--- EXERCISE ---
Return only the number of lines in the entries below that hold the word "main".

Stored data
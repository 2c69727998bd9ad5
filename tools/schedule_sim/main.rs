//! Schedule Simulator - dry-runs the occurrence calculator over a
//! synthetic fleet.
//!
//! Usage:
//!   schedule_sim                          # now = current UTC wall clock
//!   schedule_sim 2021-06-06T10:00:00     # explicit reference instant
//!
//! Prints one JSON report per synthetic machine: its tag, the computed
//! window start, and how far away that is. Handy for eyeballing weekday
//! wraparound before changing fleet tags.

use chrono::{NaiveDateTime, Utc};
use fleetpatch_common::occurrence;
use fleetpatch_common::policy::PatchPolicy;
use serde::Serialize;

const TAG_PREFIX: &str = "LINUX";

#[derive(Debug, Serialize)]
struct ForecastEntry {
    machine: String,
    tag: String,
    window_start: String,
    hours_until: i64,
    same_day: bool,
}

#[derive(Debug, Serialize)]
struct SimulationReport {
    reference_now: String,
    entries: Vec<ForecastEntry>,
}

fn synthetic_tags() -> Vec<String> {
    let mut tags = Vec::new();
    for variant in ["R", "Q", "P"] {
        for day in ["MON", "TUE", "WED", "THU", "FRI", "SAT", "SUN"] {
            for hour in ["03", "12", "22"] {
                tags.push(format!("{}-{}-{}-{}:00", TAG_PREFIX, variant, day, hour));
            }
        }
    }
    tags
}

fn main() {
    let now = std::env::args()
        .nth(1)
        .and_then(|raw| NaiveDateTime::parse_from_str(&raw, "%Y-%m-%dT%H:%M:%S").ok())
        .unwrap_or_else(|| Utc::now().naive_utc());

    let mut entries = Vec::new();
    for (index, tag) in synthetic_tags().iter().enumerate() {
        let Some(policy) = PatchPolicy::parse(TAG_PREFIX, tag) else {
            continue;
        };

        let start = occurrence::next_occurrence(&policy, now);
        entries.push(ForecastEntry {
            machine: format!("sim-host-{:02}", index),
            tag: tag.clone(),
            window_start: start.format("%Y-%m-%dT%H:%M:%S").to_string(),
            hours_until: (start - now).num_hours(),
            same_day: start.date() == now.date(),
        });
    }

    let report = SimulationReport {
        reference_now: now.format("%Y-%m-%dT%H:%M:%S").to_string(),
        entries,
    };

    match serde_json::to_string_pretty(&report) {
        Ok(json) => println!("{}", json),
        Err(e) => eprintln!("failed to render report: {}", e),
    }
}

==

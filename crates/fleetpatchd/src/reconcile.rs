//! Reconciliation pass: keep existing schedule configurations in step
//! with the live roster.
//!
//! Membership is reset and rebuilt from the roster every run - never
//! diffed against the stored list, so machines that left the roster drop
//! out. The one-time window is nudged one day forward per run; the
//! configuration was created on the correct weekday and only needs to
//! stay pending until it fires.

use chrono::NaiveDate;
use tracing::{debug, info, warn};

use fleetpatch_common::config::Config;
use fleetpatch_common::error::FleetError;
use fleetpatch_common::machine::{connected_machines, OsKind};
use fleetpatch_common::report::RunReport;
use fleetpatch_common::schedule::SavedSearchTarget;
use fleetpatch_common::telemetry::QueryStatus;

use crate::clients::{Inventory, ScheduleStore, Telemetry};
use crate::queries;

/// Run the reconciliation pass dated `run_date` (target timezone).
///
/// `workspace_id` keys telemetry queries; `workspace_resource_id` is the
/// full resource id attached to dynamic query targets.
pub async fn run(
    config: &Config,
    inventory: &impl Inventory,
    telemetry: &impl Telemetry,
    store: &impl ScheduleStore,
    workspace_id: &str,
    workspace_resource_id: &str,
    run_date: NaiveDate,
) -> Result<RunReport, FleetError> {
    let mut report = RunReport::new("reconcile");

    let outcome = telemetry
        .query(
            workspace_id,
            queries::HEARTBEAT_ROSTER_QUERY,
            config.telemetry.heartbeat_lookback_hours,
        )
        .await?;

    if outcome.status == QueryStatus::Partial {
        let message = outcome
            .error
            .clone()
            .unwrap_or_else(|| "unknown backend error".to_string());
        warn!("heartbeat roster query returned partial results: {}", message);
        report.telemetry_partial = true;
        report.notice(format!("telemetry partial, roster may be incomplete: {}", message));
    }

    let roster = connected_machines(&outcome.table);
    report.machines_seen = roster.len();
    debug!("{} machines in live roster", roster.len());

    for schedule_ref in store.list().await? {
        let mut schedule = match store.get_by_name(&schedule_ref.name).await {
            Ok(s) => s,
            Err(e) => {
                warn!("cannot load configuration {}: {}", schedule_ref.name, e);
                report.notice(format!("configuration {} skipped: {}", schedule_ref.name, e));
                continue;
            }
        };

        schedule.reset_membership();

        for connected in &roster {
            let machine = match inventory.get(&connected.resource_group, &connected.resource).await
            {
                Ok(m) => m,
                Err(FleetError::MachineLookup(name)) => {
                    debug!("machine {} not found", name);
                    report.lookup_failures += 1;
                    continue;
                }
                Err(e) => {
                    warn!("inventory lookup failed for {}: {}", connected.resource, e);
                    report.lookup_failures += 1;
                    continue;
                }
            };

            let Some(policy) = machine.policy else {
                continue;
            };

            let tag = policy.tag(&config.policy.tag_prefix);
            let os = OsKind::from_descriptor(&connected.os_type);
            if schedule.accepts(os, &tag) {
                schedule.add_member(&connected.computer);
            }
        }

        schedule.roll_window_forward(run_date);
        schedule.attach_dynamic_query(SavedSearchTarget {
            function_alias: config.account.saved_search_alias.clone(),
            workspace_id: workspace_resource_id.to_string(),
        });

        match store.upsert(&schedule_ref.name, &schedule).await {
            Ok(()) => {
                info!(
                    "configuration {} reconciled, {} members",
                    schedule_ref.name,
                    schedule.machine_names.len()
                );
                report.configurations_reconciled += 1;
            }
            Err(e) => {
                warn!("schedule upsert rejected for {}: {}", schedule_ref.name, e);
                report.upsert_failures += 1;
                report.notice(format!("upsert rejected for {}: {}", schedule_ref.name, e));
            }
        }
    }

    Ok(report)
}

--- ANSWER SPACE ---
2